I primi embrioni umani modificati geneticamente sono cinesi e confermano l’allarme dato nei mesi scorsi da scienziati di tutto il mondo, che in tre appelli successivi avevano chiesto una moratoria su questo tipo di esperimenti, sapendo che stavano per essere resi pubblici i primi risultati. Moratoria rilanciata con forza all’indomani della pubblicazione dell’articolo che descrive gli esiti dell’esperimento, su una rivista poco nota,
Protein&Cell: esiti pericolosamente fallimentari, come previsto dagli addetti ai lavori. I fatti sono noti: sono stati scelti 86 embrioni umani portatori di una malattia ereditaria, la beta talassemia, e tutti con una anomalia – ovociti fecondati da due spermatozoi anziché da uno – che ne avrebbe bloccato lo sviluppo. La loro breve esistenza è stata sufficiente a sottoporli a una particolare manipolazione, il
gene-editing, la "chirurgia genetica" che avrebbe dovuto sostituire il gene portatore della malattia con uno sano. 71 embrioni sono cresciuti fino ad avere otto cellule, ne sono stati testati 54, di cui 28 replicati senza il gene malato, e solo alcuni con il Dna correttamente modificato. Alla bassissima efficacia si aggiunge un numero molto elevato di mutazioni genetiche non volute, che riguardano altre parti del Dna degli embrioni: si tratta di mutazioni dagli effetti sconosciuti, numericamente molto più numerose di quelle riscontrate in esperimenti analoghi di embrioni di topo e di cellule umane adulte. Tutte le peggiori previsioni si sono insomma avverate, come d’altra parte era logico aspettarsi, considerando le conoscenze a riguardo: l’allarme dei mesi scorsi era stato lanciato proprio perché queste procedure possono produrre effetti imprevisti e imprevedibili, generando embrioni umani – e quindi possibili nuovi nati – geneticamente modificati in modo incontrollato, potenzialmente capaci di riprodursi diffondendo il loro Dna. Se fosse un film di fantascienza, sarebbe di quelli con un pessimo copione di genere apocalittico. Invece, è già parte della categoria del possibile. Il genetista Bruno Dallapiccola l’ha giustamente definito un esperimento criminale. Le riviste
Nature e
Science non hanno accettato l’articolo, per motivazioni etiche.

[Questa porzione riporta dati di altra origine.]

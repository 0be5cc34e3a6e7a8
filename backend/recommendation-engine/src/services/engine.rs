/// Recommendation Engine
///
/// Blends collaborative and content-based candidates for one investor.
///
/// # Workflow
/// 1. Derive the investor's interaction facts from `history` and `saveList`
/// 2. Short-circuit to `NoInteractions` when there are none
/// 3. Build the interaction matrix over the investor plus the corpus
/// 4. Cosine user similarity, then user-based collaborative filtering
/// 5. Content filtering over the catalog
/// 6. Union of both candidate sets
use super::collaborative::CollaborativeFilter;
use super::content::ContentFilter;
use super::interaction_matrix::{derive_facts, InteractionMatrix};
use super::similarity::SimilarityMatrix;
use crate::config::EngineConfig;
use crate::error::{RecommendationError, Result};
use crate::models::{InteractionFact, Item, RecommendationOutcome, RecommendationReport, User};
use tracing::{debug, info};

#[derive(Debug, Clone, Default)]
pub struct RecommendationEngine {
    collaborative: CollaborativeFilter,
}

impl RecommendationEngine {
    pub fn new(config: &EngineConfig) -> Self {
        Self {
            collaborative: CollaborativeFilter::from_config(config),
        }
    }

    /// Recommend companies for `user`.
    ///
    /// `corpus` holds other investors' facts. Entries in it for `user.id` are
    /// replaced by the facts derived from the `user` snapshot.
    pub fn recommend(
        &self,
        user: &User,
        catalog: &[Item],
        corpus: &[InteractionFact],
    ) -> Result<RecommendationOutcome> {
        self.recommend_with_report(user, catalog, corpus)
            .map(|(outcome, _)| outcome)
    }

    pub fn recommend_with_report(
        &self,
        user: &User,
        catalog: &[Item],
        corpus: &[InteractionFact],
    ) -> Result<(RecommendationOutcome, RecommendationReport)> {
        match self.blend(user, catalog, corpus) {
            Ok(result) => Ok(result),
            Err(RecommendationError::EmptyInteractionCorpus { user_id }) => {
                info!(user_id = %user_id, "No interactions for user, skipping recommendations");
                Ok((
                    RecommendationOutcome::NoInteractions { user_id },
                    RecommendationReport::default(),
                ))
            }
            Err(e) => Err(e),
        }
    }

    fn blend(
        &self,
        user: &User,
        catalog: &[Item],
        corpus: &[InteractionFact],
    ) -> Result<(RecommendationOutcome, RecommendationReport)> {
        let own_facts = derive_facts(user);
        if own_facts.is_empty() {
            return Err(RecommendationError::EmptyInteractionCorpus {
                user_id: user.id.clone(),
            });
        }

        let facts: Vec<InteractionFact> = own_facts
            .into_iter()
            .chain(corpus.iter().filter(|f| f.user_id != user.id).cloned())
            .collect();

        let matrix = InteractionMatrix::from_facts(&facts);
        let similarity = SimilarityMatrix::compute(&matrix)?;
        let collaborative = self.collaborative.recommend(&user.id, &similarity, &matrix)?;
        let content = ContentFilter::for_user(user).recommend(catalog);

        let mut report = RecommendationReport {
            interaction_facts: facts.len(),
            known_users: matrix.users().len(),
            neighbors_consulted: collaborative.neighbors_consulted,
            collaborative_count: collaborative.items.len(),
            content_count: content.len(),
            final_count: 0,
        };

        let mut items = collaborative.items;
        items.extend(content);
        report.final_count = items.len();

        debug!(user_id = %user.id, ?report, "Recommendation blend completed");

        Ok((RecommendationOutcome::Recommended { items }, report))
    }
}
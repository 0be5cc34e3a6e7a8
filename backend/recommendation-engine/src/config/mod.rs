use serde::Deserialize;
use std::env;

#[derive(Debug, Clone, Deserialize)]
pub struct Config {
    pub service: ServiceConfig,
    pub engine: EngineConfig,
}

#[derive(Debug, Clone, Deserialize)]
pub struct ServiceConfig {
    pub service_name: String,
    /// `json` switches log output to JSON lines
    pub log_format: LogFormat,
}

#[derive(Debug, Clone, Copy, Default, PartialEq, Eq, Deserialize)]
#[serde(rename_all = "lowercase")]
pub enum LogFormat {
    #[default]
    Pretty,
    Json,
}

/// Collaborative filtering knobs. Unset means every neighbor is consulted.
#[derive(Debug, Clone, Default, PartialEq, Deserialize)]
pub struct EngineConfig {
    pub max_neighbors: Option<usize>,
    pub min_neighbor_similarity: Option<f64>,
}

impl Config {
    pub fn from_env() -> Result<Self, envy::Error> {
        dotenvy::dotenv().ok();

        Ok(Config {
            service: ServiceConfig {
                service_name: env::var("SERVICE_NAME")
                    .unwrap_or_else(|_| "recommendation-engine".to_string()),
                log_format: match env::var("LOG_FORMAT") {
                    Ok(value) if value.eq_ignore_ascii_case("json") => LogFormat::Json,
                    _ => LogFormat::Pretty,
                },
            },
            engine: EngineConfig::from_env()?,
        })
    }
}

impl EngineConfig {
    /// Reads `RECOMMENDATION_MAX_NEIGHBORS` and
    /// `RECOMMENDATION_MIN_NEIGHBOR_SIMILARITY`.
    pub fn from_env() -> Result<Self, envy::Error> {
        envy::prefixed("RECOMMENDATION_").from_env::<EngineConfig>()
    }

    pub fn from_vars<I>(vars: I) -> Result<Self, envy::Error>
    where
        I: IntoIterator<Item = (String, String)>,
    {
        envy::prefixed("RECOMMENDATION_").from_iter(vars)
    }
}
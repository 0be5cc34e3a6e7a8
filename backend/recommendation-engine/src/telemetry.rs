use crate::config::LogFormat;
use tracing_subscriber::{fmt, prelude::*, EnvFilter};

/// Install the global tracing subscriber. `RUST_LOG` overrides the default
/// `info` filter. Returns false when a subscriber was already installed.
pub fn init_tracing(format: LogFormat) -> bool {
    let filter = EnvFilter::try_from_default_env().unwrap_or_else(|_| EnvFilter::new("info"));

    let registry = tracing_subscriber::registry().with(filter);
    let result = match format {
        LogFormat::Json => registry.with(fmt::layer().json()).try_init(),
        LogFormat::Pretty => registry.with(fmt::layer()).try_init(),
    };

    result.is_ok()
}
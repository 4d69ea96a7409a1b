//! Error types for the retrieval engine.

use std::path::PathBuf;

use docrag_embeddings::EmbeddingError;
use docrag_vector_store::IndexError;
use thiserror::Error;

/// Result type alias for retrieval operations.
pub type Result<T> = std::result::Result<T, RetrievalError>;

/// Errors that can occur in the retrieval engine.
#[derive(Error, Debug)]
pub enum RetrievalError {
    /// The text to ingest (or search for) has no content.
    #[error("empty input: {0}")]
    EmptyInput(String),

    /// Invalid configuration (chunking parameters, dimensions, config file).
    #[error("configuration error: {0}")]
    Configuration(String),

    /// The embedding provider failed or returned unusable vectors.
    #[error("embedding provider error: {0}")]
    Provider(#[from] EmbeddingError),

    /// The vector index rejected the operation.
    #[error("index error: {0}")]
    Index(IndexError),

    /// An entry id is already present in the index.
    #[error("duplicate entry: {0}")]
    DuplicateEntry(String),

    /// The collection was destroyed and has not been recreated.
    #[error("collection unavailable: {0}")]
    CollectionUnavailable(String),

    /// A search score fell outside `(0, 1]`.
    #[error("score {0} is outside (0, 1]")]
    InvalidScore(f64),

    /// Text could not be extracted from a source document.
    #[error("extraction error: {0}")]
    Extraction(#[from] SourceError),
}

impl From<IndexError> for RetrievalError {
    fn from(err: IndexError) -> Self {
        match err {
            IndexError::DuplicateEntry(id) => Self::DuplicateEntry(id),
            IndexError::CollectionUnavailable(reason) => Self::CollectionUnavailable(reason),
            other => Self::Index(other),
        }
    }
}

/// Errors raised by text sources.
#[derive(Error, Debug)]
pub enum SourceError {
    /// No extractor is registered for the document's format.
    #[error("unsupported format: {0}")]
    UnsupportedFormat(String),

    /// The source artifact could not be read.
    #[error("failed to read {}: {source}", path.display())]
    Read {
        path: PathBuf,
        #[source]
        source: std::io::Error,
    },

    /// The artifact was read but its text could not be extracted.
    #[error("failed to extract text from {}: {message}", path.display())]
    Extract { path: PathBuf, message: String },
}
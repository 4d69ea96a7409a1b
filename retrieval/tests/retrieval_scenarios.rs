//! End-to-end ingest, search and administration scenarios.

use std::sync::Arc;
use std::sync::atomic::{AtomicBool, Ordering};

use async_trait::async_trait;
use docrag_embeddings::{Embedding, EmbeddingError, EmbeddingProvider, HashingProvider};
use docrag_retrieval::config::StatsConfig;
use docrag_retrieval::{
    CollectionAdmin, Document, RetrievalEngine, RetrievalError, SourceRegistry, VectorIndex,
    VectorStore,
};
use docrag_vector_store::{Collection, CollectionBackend, CollectionConfig, IndexError};
use pretty_assertions::assert_eq;
use tempfile::TempDir;

const DIMENSION: usize = 384;

fn store() -> Arc<VectorStore> {
    Arc::new(VectorStore::in_memory(CollectionConfig::new("skillsheets", DIMENSION)).unwrap())
}

fn engine_with(provider: Arc<dyn EmbeddingProvider>, index: Arc<dyn VectorIndex>) -> RetrievalEngine {
    RetrievalEngine::builder()
        .with_chunking(1000, 200)
        .with_provider(provider)
        .with_index(index)
        .build()
        .unwrap()
}

fn hashing_engine(index: Arc<dyn VectorIndex>) -> RetrievalEngine {
    engine_with(Arc::new(HashingProvider::new(DIMENSION).unwrap()), index)
}

/// Provider that can be switched into failing, or that returns vectors of
/// the wrong length while advertising the right dimension.
struct ControlledProvider {
    inner: HashingProvider,
    failing: AtomicBool,
    wrong_dimension: bool,
}

impl ControlledProvider {
    fn new(wrong_dimension: bool) -> Self {
        Self {
            inner: HashingProvider::new(DIMENSION).unwrap(),
            failing: AtomicBool::new(false),
            wrong_dimension,
        }
    }
}

#[async_trait]
impl EmbeddingProvider for ControlledProvider {
    fn name(&self) -> &str {
        "controlled"
    }

    fn model(&self) -> &str {
        "controlled-model"
    }

    fn dimension(&self) -> usize {
        DIMENSION
    }

    async fn embed(&self, text: &str) -> docrag_embeddings::Result<Embedding> {
        if self.failing.load(Ordering::SeqCst) {
            return Err(EmbeddingError::ApiRequest {
                status: 503,
                message: "model unavailable".to_string(),
            });
        }
        if self.wrong_dimension {
            return Ok(vec![0.5; DIMENSION / 2]);
        }
        Ok(self.inner.vectorize(text))
    }
}

/// Provider that places text mentioning "far" at an enormous distance from
/// everything else.
struct FarProvider;

#[async_trait]
impl EmbeddingProvider for FarProvider {
    fn name(&self) -> &str {
        "far"
    }

    fn model(&self) -> &str {
        "far-model"
    }

    fn dimension(&self) -> usize {
        DIMENSION
    }

    async fn embed(&self, text: &str) -> docrag_embeddings::Result<Embedding> {
        let mut vector = vec![0.0; DIMENSION];
        if text.contains("far") {
            vector[0] = 1e20;
        }
        Ok(vector)
    }
}

/// Backend whose saves can be made to fail.
#[derive(Default)]
struct BrittleBackend {
    fail_save: AtomicBool,
}

#[async_trait]
impl CollectionBackend for BrittleBackend {
    async fn load(&self, _name: &str) -> docrag_vector_store::Result<Option<Collection>> {
        Ok(None)
    }

    async fn save(&self, _collection: &Collection) -> docrag_vector_store::Result<()> {
        if self.fail_save.load(Ordering::SeqCst) {
            return Err(IndexError::Storage("volume detached".to_string()));
        }
        Ok(())
    }

    async fn destroy(&self, _name: &str) -> docrag_vector_store::Result<()> {
        Ok(())
    }
}

#[tokio::test]
async fn test_unique_token_round_trip() {
    let engine = hashing_engine(store());
    let documents = [
        ("python.txt", "Senior Python engineer, Django and FastAPI, PostgreSQL tuning"),
        ("rust.txt", "Systems programmer writing Rust services with Tokio and gRPC"),
        ("design.txt", "Product designer focused on Figma prototypes and user research"),
        ("unique.txt", "Consultant holding the quasarflux certification"),
    ];
    for (doc_id, text) in documents {
        engine.ingest(doc_id, text).await.unwrap();
    }

    let results = engine.search("quasarflux", 4).await;
    assert_eq!(results.len(), 4);
    assert_eq!(results[0].doc_id(), "unique.txt");
    assert!(results[0].score() > results[1].score());
    for pair in results.windows(2) {
        assert!(pair[0].score() >= pair[1].score());
    }
    for result in &results {
        assert!(result.score() > 0.0 && result.score() <= 1.0);
    }
}

#[tokio::test]
async fn test_n_results_larger_than_index() {
    let engine = hashing_engine(store());
    for doc_id in ["a.txt", "b.txt", "c.txt"] {
        engine
            .ingest(doc_id, &format!("short document {doc_id}"))
            .await
            .unwrap();
    }

    assert_eq!(engine.search("document", 5).await.len(), 3);
    assert_eq!(engine.search("document", 2).await.len(), 2);
}

#[tokio::test]
async fn test_repeated_phrase_document() {
    let index = store();
    let engine = hashing_engine(index.clone());
    let text = "alpha beta gamma ".repeat(150);

    let report = engine.ingest("phrases.txt", &text).await.unwrap();
    assert!(report.chunk_count >= 2);

    let entries = index.enumerate(None).await.unwrap();
    assert_eq!(entries.len(), report.chunk_count);
    for entry in &entries {
        assert!(!entry.text.trim().is_empty());
        assert_eq!(entry.metadata.total_chunks, report.chunk_count);
        assert_eq!(entry.metadata.doc_id, "phrases.txt");
    }
}

#[tokio::test]
async fn test_remove_unknown_document_is_noop() {
    let index = store();
    let engine = hashing_engine(index.clone());
    engine.ingest("a.txt", "some content").await.unwrap();

    assert_eq!(engine.remove("never-ingested.txt").await.unwrap(), 0);
    assert_eq!(index.count().await.unwrap(), 1);
}

#[tokio::test]
async fn test_clear_resets_state() {
    let index = store();
    let engine = hashing_engine(index.clone());
    let admin = CollectionAdmin::for_engine(&engine, StatsConfig::default());
    engine.ingest("a.txt", "first document").await.unwrap();
    engine.ingest("b.txt", "second document").await.unwrap();

    admin.clear().await.unwrap();

    assert_eq!(index.count().await.unwrap(), 0);
    assert!(engine.search("document", 5).await.is_empty());
    let stats = admin.stats().await.unwrap();
    assert_eq!(stats.total_entries, 0);
    assert_eq!(stats.distinct_documents, 0);

    // The recreated collection accepts the same ids again.
    engine.ingest("a.txt", "first document").await.unwrap();
    assert_eq!(index.count().await.unwrap(), 1);
}

#[tokio::test]
async fn test_provider_failure_is_distinguishable() {
    let index = store();
    let provider = Arc::new(ControlledProvider::new(false));
    let engine = engine_with(provider.clone(), index.clone());
    engine.ingest("a.txt", "healthy ingest").await.unwrap();

    provider.failing.store(true, Ordering::SeqCst);

    assert!(engine.search("healthy", 5).await.is_empty());
    assert!(matches!(
        engine.try_search("healthy", 5).await,
        Err(RetrievalError::Provider(_))
    ));
    assert!(matches!(
        engine.ingest("b.txt", "never stored").await,
        Err(RetrievalError::Provider(_))
    ));
    assert_eq!(index.count().await.unwrap(), 1);
}

#[tokio::test]
async fn test_wrong_dimension_vectors_leave_index_untouched() {
    let index = store();
    let engine = engine_with(Arc::new(ControlledProvider::new(true)), index.clone());

    let err = engine.ingest("a.txt", "some text").await.unwrap_err();
    assert!(matches!(
        err,
        RetrievalError::Provider(EmbeddingError::DimensionMismatch {
            expected: DIMENSION,
            actual: 192
        })
    ));
    assert_eq!(index.count().await.unwrap(), 0);
}

#[tokio::test]
async fn test_failed_recreate_surfaces_unavailable_collection() {
    let backend = Arc::new(BrittleBackend::default());
    let index = Arc::new(
        VectorStore::open(CollectionConfig::new("skillsheets", DIMENSION), backend.clone())
            .await
            .unwrap(),
    );
    let engine = hashing_engine(index.clone());
    let admin = CollectionAdmin::for_engine(&engine, StatsConfig::default());
    engine.ingest("a.txt", "content before clear").await.unwrap();

    backend.fail_save.store(true, Ordering::SeqCst);
    assert!(matches!(
        admin.clear().await,
        Err(RetrievalError::CollectionUnavailable(_))
    ));

    assert!(matches!(
        admin.stats().await,
        Err(RetrievalError::CollectionUnavailable(_))
    ));
    assert!(matches!(
        engine.ingest("b.txt", "after clear").await,
        Err(RetrievalError::CollectionUnavailable(_))
    ));
    assert!(matches!(
        engine.try_search("content", 3).await,
        Err(RetrievalError::CollectionUnavailable(_))
    ));
    assert!(engine.search("content", 3).await.is_empty());

    backend.fail_save.store(false, Ordering::SeqCst);
    admin.clear().await.unwrap();
    assert_eq!(admin.stats().await.unwrap().total_entries, 0);
}

#[tokio::test]
async fn test_distant_entries_still_rank() {
    let engine = engine_with(Arc::new(FarProvider), store());
    engine.ingest("near.txt", "close neighbour").await.unwrap();
    engine.ingest("far.txt", "far away outlier").await.unwrap();

    let results = engine.try_search("query", 2).await.unwrap();
    assert_eq!(results.len(), 2);
    assert_eq!(results[0].doc_id(), "near.txt");
    assert_eq!(results[0].score(), 1.0);
    assert_eq!(results[1].doc_id(), "far.txt");
    assert!(results[1].score() > 0.0 && results[1].score() < 1.0);
    assert_eq!(engine.search("query", 2).await.len(), 2);
}

#[tokio::test]
async fn test_ingest_from_source_file() {
    let dir = TempDir::new().unwrap();
    let path = dir.path().join("Profile.TXT");
    std::fs::write(&path, "Data engineer experienced with Spark and Airflow").unwrap();

    let index = store();
    let engine = hashing_engine(index.clone());
    let registry = SourceRegistry::with_defaults();
    let document = Document::from_path(&path);

    let report = engine
        .ingest_from_source(&document, &registry)
        .await
        .unwrap();
    assert_eq!(report.doc_id, "Profile.TXT");

    let entries = index.enumerate(None).await.unwrap();
    assert_eq!(entries[0].metadata.source, path.display().to_string());

    let unsupported = Document::from_path(dir.path().join("scan.pdf"));
    assert!(matches!(
        engine.ingest_from_source(&unsupported, &registry).await,
        Err(RetrievalError::Extraction(_))
    ));
}

#[tokio::test]
async fn test_concurrent_ingests_of_distinct_documents() {
    let index = store();
    let engine = Arc::new(hashing_engine(index.clone()));

    let handles: Vec<_> = (0..8)
        .map(|i| {
            let engine = Arc::clone(&engine);
            tokio::spawn(async move {
                engine
                    .ingest(&format!("doc-{i}.txt"), &format!("document number {i}"))
                    .await
            })
        })
        .collect();
    for handle in handles {
        handle.await.unwrap().unwrap();
    }

    let admin = CollectionAdmin::for_engine(&engine, StatsConfig::default());
    let stats = admin.stats().await.unwrap();
    assert_eq!(stats.total_entries, 8);
    assert_eq!(stats.distinct_documents, 8);
}

#[tokio::test]
async fn test_persisted_collection_reopens_with_stats() {
    let dir = TempDir::new().unwrap();
    let config = docrag_retrieval::RetrievalConfig::new(dir.path());

    {
        let engine = RetrievalEngine::open(&config).await.unwrap();
        engine
            .ingest("a.txt", &"lorem ipsum dolor ".repeat(100))
            .await
            .unwrap();
    }

    let engine = RetrievalEngine::open(&config).await.unwrap();
    let admin = CollectionAdmin::for_engine(&engine, config.stats);
    let stats = admin.stats().await.unwrap();
    assert!(stats.per_document["a.txt"].chunk_count >= 2);
    assert_eq!(admin.info().await.unwrap().name, "skillsheets");
}

mod properties {
    use super::*;
    use proptest::prelude::*;

    proptest! {
        #![proptest_config(ProptestConfig::with_cases(32))]

        #[test]
        fn prop_ingest_is_deterministic(text in "[a-z]{1,8}( [a-z]{1,8}){0,80}") {
            let (first, second) = tokio_test::block_on(async {
                let a = store();
                let b = store();
                hashing_engine(a.clone()).ingest("doc.txt", &text).await.unwrap();
                hashing_engine(b.clone()).ingest("doc.txt", &text).await.unwrap();
                (a.enumerate(None).await.unwrap(), b.enumerate(None).await.unwrap())
            });
            prop_assert_eq!(first, second);
        }
    }
}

Protein&Cell, che l’ha pubblicato, è liberamente consultabile in rete, e si possono osservare due dettagli significativi: il primo è che, a quanto si legge, l’articolo è stato accettato in un solo giorno dopo essere stato ricevuto, con una fretta, quindi, a dir poco "inusuale" in ambito scientifico, dove il controllo dei revisori, se rigoroso, richiede tempi ben più lunghi. La velocità fulminea della pubblicazione fa pensare piuttosto a una corsa allo "scoop", un fatto che di scientifico ha ben poco. Il secondo sta nella dichiarazione finale dove, fra il surreale e il grottesco, si dichiara che lo studio è stato approvato dal comitato etico della clinica che ha fornito gli embrioni, donati da pazienti con regolare consenso informato, ed è addirittura «conforme agli standard etici della Dichiarazione di Helsinki», oltre che a quelli nazionali. Il che la dice lunga sul carattere solo formale di certi attestati di eticità. L’autore principale ha dichiarato di aver fermato la ricerca perché ancora "immatura" – bontà sua –, visti gli scarsi risultati. Ma siti ben informati riportano la notizia di altri ricercatori impegnati negli stessi esperimenti: sarebbero quattro i gruppi in Cina e uno negli Stati Uniti, e in almeno un caso si tratterebbe di embrioni portatori di specifiche patologie genetiche ma non "bloccati", cioè che hanno la possibilità di diventare bambini. Non si tratta qui di una discussione riguardo i diversi orientamenti etici sull’embrione umano. È in gioco l’affidabilità dell’intera comunità scientifica, che deve prendere ancor più esplicitamente le distanze da iniziative irresponsabili da apprendista stregone, che con il rigore scientifico hanno ben poco a che fare.